By looking at the dependency tree in https://phabricator.wikimedia.org/T108557 I am unable to determine whether the 2 non-public tasks are still open or not. It makes a difference, being able to say "this is stuck on 4 things, including sensitive stuff" and "this is only stuck on what you clearly see open". (FWIW I am told they are resolved, but I shouldn't bother staff only to get this kind of information.)
I don't want to be able to see what's in those tasks: I just want to understand whether they are open, or resolved (by any value of "resolved"; I dunno that they could also show up as stalled).
The task you're quoting seems to be about what the wording of these very tasks should say, rather than whether they would offer any kind of information when showing up in the tree.
To me it doesn't make a difference if it says restricted or unknown, but I want a strikethrough if they are closed. :) HTH!
IMO it should say "Restricted Task" instead of "Unknown Object (Task)".
I just want to understand whether they are open, or resolved
That is legit but I can also imagine many situations when that's leaking info (e.g. dependencies which are security issues) so I don't expect upstream to implement that.
If it matters that security stuff isn't distinguishable from, say, legal stuff, I don't have a problem with that and you can use any wording you want. However, I don't understand what info would be leaked by displaying Unknown Object (Task) with a strikethrough after people are done with it, or similar?
We consider object open/closed status to be private information, so the upstream is very unlikely to make changes which expose it to users who can't see the objects.
I don't understand what info would be leaked by displaying Unknown Object (Task) with a strikethrough after people are done with it, or similar?

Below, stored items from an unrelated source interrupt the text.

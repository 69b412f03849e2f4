//! User settings persistence.
//!
//! The chat window remembers the last model picked; the file lives in the
//! user's config directory (e.g. `~/.config/screenlens/settings.json` on
//! Linux). Only UI preferences go here; conversation history is never
//! persisted.

use crate::error::Result;
use directories::ProjectDirs;
use serde::{Deserialize, Serialize};
use std::fs;
use std::path::PathBuf;

/// User-configurable settings persisted between sessions.
#[derive(Clone, PartialEq, Serialize, Deserialize)]
pub struct Settings {
    /// Selected vision model name.
    pub model: String,
    /// Inference endpoint override (empty = use the environment config).
    #[serde(default)]
    pub endpoint: String,
}

impl Settings {
    /// Returns the path to the settings file.
    ///
    /// Creates the config directory if it doesn't exist.
    fn config_path() -> Option<PathBuf> {
        ProjectDirs::from("", "", "screenlens").map(|dirs| {
            let config_dir = dirs.config_dir();
            if !config_dir.exists() {
                let _ = fs::create_dir_all(config_dir);
            }
            config_dir.join("settings.json")
        })
    }

    /// Loads settings from disk, falling back to defaults if not found.
    pub fn load(default_model: &str) -> Self {
        Self::config_path()
            .and_then(|path| fs::read_to_string(&path).ok())
            .and_then(|content| serde_json::from_str(&content).ok())
            .unwrap_or_else(|| Self::with_defaults(default_model))
    }

    /// Creates default settings with the specified model.
    pub fn with_defaults(model: &str) -> Self {
        Self {
            model: model.to_string(),
            endpoint: String::new(),
        }
    }

    /// Persists settings to disk.
    pub fn save(&self) -> Result<()> {
        if let Some(path) = Self::config_path() {
            let json = serde_json::to_string_pretty(self)?;
            fs::write(path, json)?;
        }
        Ok(())
    }
}

impl Default for Settings {
    fn default() -> Self {
        Self::with_defaults(crate::config::DEFAULT_MODEL)
    }
}
//! Client for the local vision-inference endpoint.
//!
//! The endpoint speaks a minimal JSON contract: POST
//! `{model, prompt, images: [base64], stream: false}` and get back
//! `{response: "..."}`. The model identifier is an opaque string here;
//! whether it names something the service can actually run is the
//! service's concern.
//!
//! Every failure path comes back as an [`AnalysisResult`] value. The caller
//! never has to guard against this client unwinding, which keeps the
//! capture pipeline reusable after a dead or misbehaving model server.

use crate::config::Config;
use serde::{Deserialize, Serialize};

/// Model identifiers offered in the UI. The service may know more.
pub const SUPPORTED_MODELS: &[&str] = &["llama3.2-vision", "minicpm-v"];

/// Prompt used when the user submits a blank one.
pub const DEFAULT_PROMPT: &str =
    "What do you see in this image? Please provide a clear and concise description.";

const EMPTY_RESPONSE_FALLBACK: &str = "No response from model";

/// Broad classification of an analysis failure.
#[derive(Debug, Clone, Copy, PartialEq, Eq)]
pub enum FailureKind {
    /// The endpoint answered with a non-success HTTP status.
    Service,
    /// The request never completed: connection refused, timeout, or a
    /// response body that could not be parsed.
    Transport,
}

/// Outcome of one analysis request. Exactly one side is populated.
///
/// Re-issuing the same request is safe; the model is not deterministic, so
/// a different text on the second attempt is expected rather than a bug.
#[derive(Debug, Clone, PartialEq)]
pub enum AnalysisResult {
    /// The model produced a description.
    Success(String),
    /// The request failed; `message` is suitable for showing to the user.
    Failure { kind: FailureKind, message: String },
}

impl AnalysisResult {
    pub fn success(text: impl Into<String>) -> Self {
        Self::Success(text.into())
    }

    pub fn failure(kind: FailureKind, message: impl Into<String>) -> Self {
        Self::Failure {
            kind,
            message: message.into(),
        }
    }

    pub fn is_success(&self) -> bool {
        matches!(self, Self::Success(_))
    }

    /// The text to show the user, success or not.
    pub fn display_text(&self) -> String {
        match self {
            Self::Success(text) => text.clone(),
            Self::Failure { message, .. } => format!("Error: {}", message),
        }
    }
}

#[derive(Serialize)]
struct GenerateRequest<'a> {
    model: &'a str,
    prompt: &'a str,
    images: Vec<&'a str>,
    stream: bool,
}

#[derive(Deserialize)]
struct GenerateResponse {
    response: Option<String>,
}

/// Client for a local vision-language inference service.
pub struct InferenceClient {
    http: reqwest::Client,
    endpoint: String,
}

impl InferenceClient {
    pub fn new(config: &Config) -> Self {
        Self::with_endpoint(config.endpoint.clone())
    }

    /// Creates a client against an explicit endpoint URL.
    pub fn with_endpoint(endpoint: String) -> Self {
        Self {
            http: reqwest::Client::new(),
            endpoint,
        }
    }

    /// Sends an encoded image and prompt to the inference endpoint.
    ///
    /// A blank prompt falls back to [`DEFAULT_PROMPT`]. The call blocks the
    /// calling task until the service answers or the transport gives up;
    /// run it off the UI thread.
    pub async fn analyze(&self, image_base64: &str, model: &str, prompt: &str) -> AnalysisResult {
        let prompt = if prompt.trim().is_empty() {
            DEFAULT_PROMPT
        } else {
            prompt
        };

        let request = GenerateRequest {
            model,
            prompt,
            images: vec![image_base64],
            stream: false,
        };

        tracing::debug!(model, endpoint = %self.endpoint, "submitting analysis request");

        let response = match self.http.post(&self.endpoint).json(&request).send().await {
            Ok(response) => response,
            Err(e) => {
                tracing::warn!(error = %e, "inference request failed to send");
                return AnalysisResult::failure(FailureKind::Transport, e.to_string());
            }
        };

        let status = response.status();
        if !status.is_success() {
            tracing::warn!(status = %status, "inference endpoint returned an error status");
            return AnalysisResult::failure(FailureKind::Service, status.as_str());
        }

        match response.json::<GenerateResponse>().await {
            Ok(body) => AnalysisResult::success(
                body.response
                    .unwrap_or_else(|| EMPTY_RESPONSE_FALLBACK.to_string()),
            ),
            Err(e) => {
                tracing::warn!(error = %e, "inference response body was malformed");
                AnalysisResult::failure(FailureKind::Transport, e.to_string())
            }
        }
    }
}

#[cfg(test)]
mod tests {
    use super::*;
    use std::io::{Read, Write};
    use std::net::TcpListener;
    use std::thread;

    /// Serves exactly one canned HTTP response on a random local port and
    /// returns the URL to hit.
    fn serve_once(status_line: &'static str, body: &'static str) -> String {
        let listener = TcpListener::bind("127.0.0.1:0").unwrap();
        let addr = listener.local_addr().unwrap();

        thread::spawn(move || {
            let (mut stream, _) = listener.accept().unwrap();

            // Drain the request: headers, then content-length worth of body.
            let mut request = Vec::new();
            let mut chunk = [0u8; 4096];
            let body_start = loop {
                let n = stream.read(&mut chunk).unwrap();
                request.extend_from_slice(&chunk[..n]);
                if let Some(pos) = request.windows(4).position(|w| w == b"\r\n\r\n") {
                    break pos + 4;
                }
            };

            let headers = String::from_utf8_lossy(&request[..body_start]).to_lowercase();
            let content_length: usize = headers
                .lines()
                .find_map(|l| l.strip_prefix("content-length:"))
                .and_then(|v| v.trim().parse().ok())
                .unwrap_or(0);

            let mut received = request.len() - body_start;
            while received < content_length {
                let n = stream.read(&mut chunk).unwrap();
                received += n;
            }

            let response = format!(
                "{status_line}\r\nContent-Type: application/json\r\nContent-Length: {}\r\nConnection: close\r\n\r\n{body}",
                body.len()
            );
            stream.write_all(response.as_bytes()).unwrap();
        });

        format!("http://{}", addr)
    }

    #[tokio::test]
    async fn success_response_yields_text() {
        let url = serve_once("HTTP/1.1 200 OK", r#"{"response":"a cat"}"#);
        let client = InferenceClient::with_endpoint(url);

        let result = client.analyze("aW1n", "llama3.2-vision", "what is this?").await;
        assert_eq!(result, AnalysisResult::success("a cat"));
    }

    #[tokio::test]
    async fn server_error_yields_service_failure_with_status() {
        let url = serve_once("HTTP/1.1 500 Internal Server Error", "{}");
        let client = InferenceClient::with_endpoint(url);

        let result = client.analyze("aW1n", "llama3.2-vision", "").await;
        match result {
            AnalysisResult::Failure { kind, message } => {
                assert_eq!(kind, FailureKind::Service);
                assert_eq!(message, "500");
            }
            other => panic!("expected service failure, got {:?}", other),
        }
    }

    #[tokio::test]
    async fn connection_refused_yields_transport_failure() {
        // Bind then drop to get a port with nothing listening on it.
        let port = {
            let listener = TcpListener::bind("127.0.0.1:0").unwrap();
            listener.local_addr().unwrap().port()
        };
        let client = InferenceClient::with_endpoint(format!("http://127.0.0.1:{port}"));

        let result = client.analyze("aW1n", "llama3.2-vision", "hi").await;
        match result {
            AnalysisResult::Failure { kind, .. } => assert_eq!(kind, FailureKind::Transport),
            other => panic!("expected transport failure, got {:?}", other),
        }
    }

    #[tokio::test]
    async fn malformed_body_yields_transport_failure() {
        let url = serve_once("HTTP/1.1 200 OK", "this is not json");
        let client = InferenceClient::with_endpoint(url);

        let result = client.analyze("aW1n", "minicpm-v", "hi").await;
        match result {
            AnalysisResult::Failure { kind, .. } => assert_eq!(kind, FailureKind::Transport),
            other => panic!("expected transport failure, got {:?}", other),
        }
    }

    #[tokio::test]
    async fn missing_response_field_falls_back() {
        let url = serve_once("HTTP/1.1 200 OK", r#"{"done":true}"#);
        let client = InferenceClient::with_endpoint(url);

        let result = client.analyze("aW1n", "llama3.2-vision", "hi").await;
        assert_eq!(result, AnalysisResult::success(EMPTY_RESPONSE_FALLBACK));
    }
}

Here's a possible example: if we allowed users who can not see tasks to learn their status, a malicious user could repeatedly poll the status of a known or suspected security-sensitive task (by reloading the page, or by having a bot make Conduit calls, or whatever else). After they see the task has changed from "Open" to "Closed", they can review recent commits to try to identify the change which resolved the issue to reverse-engineer the vulnerability. Knowing the issue has been resolved gives them a narrower search window to try to find related information versus examining every commit for security impact.
This doesn't really reveal anything new, but could help an attacker react to a security issue before it could be fully disclosed.
Now, suppose disclosure occurs, some time passes, and the malicious user later sees that the issue has been reopened. This could allow the attacker to conclude with reasonably high confidence that the original fix was incomplete, and that the original vulnerability is still exploitable. Thus, they've deduced the existence of an unpatched, exploitable vulnerability from the "Open/Closed" status and have a pretty good idea of where to start looking for it.
This isn't a hugely high-impact attack scenario, but it's also just the first one I thought of. Generally, this is a slippery slope and most types of information we could disclose about restricted objects are exploitable in plausible scenarios, so we are unlikely to "declassify" any additional properties of objects.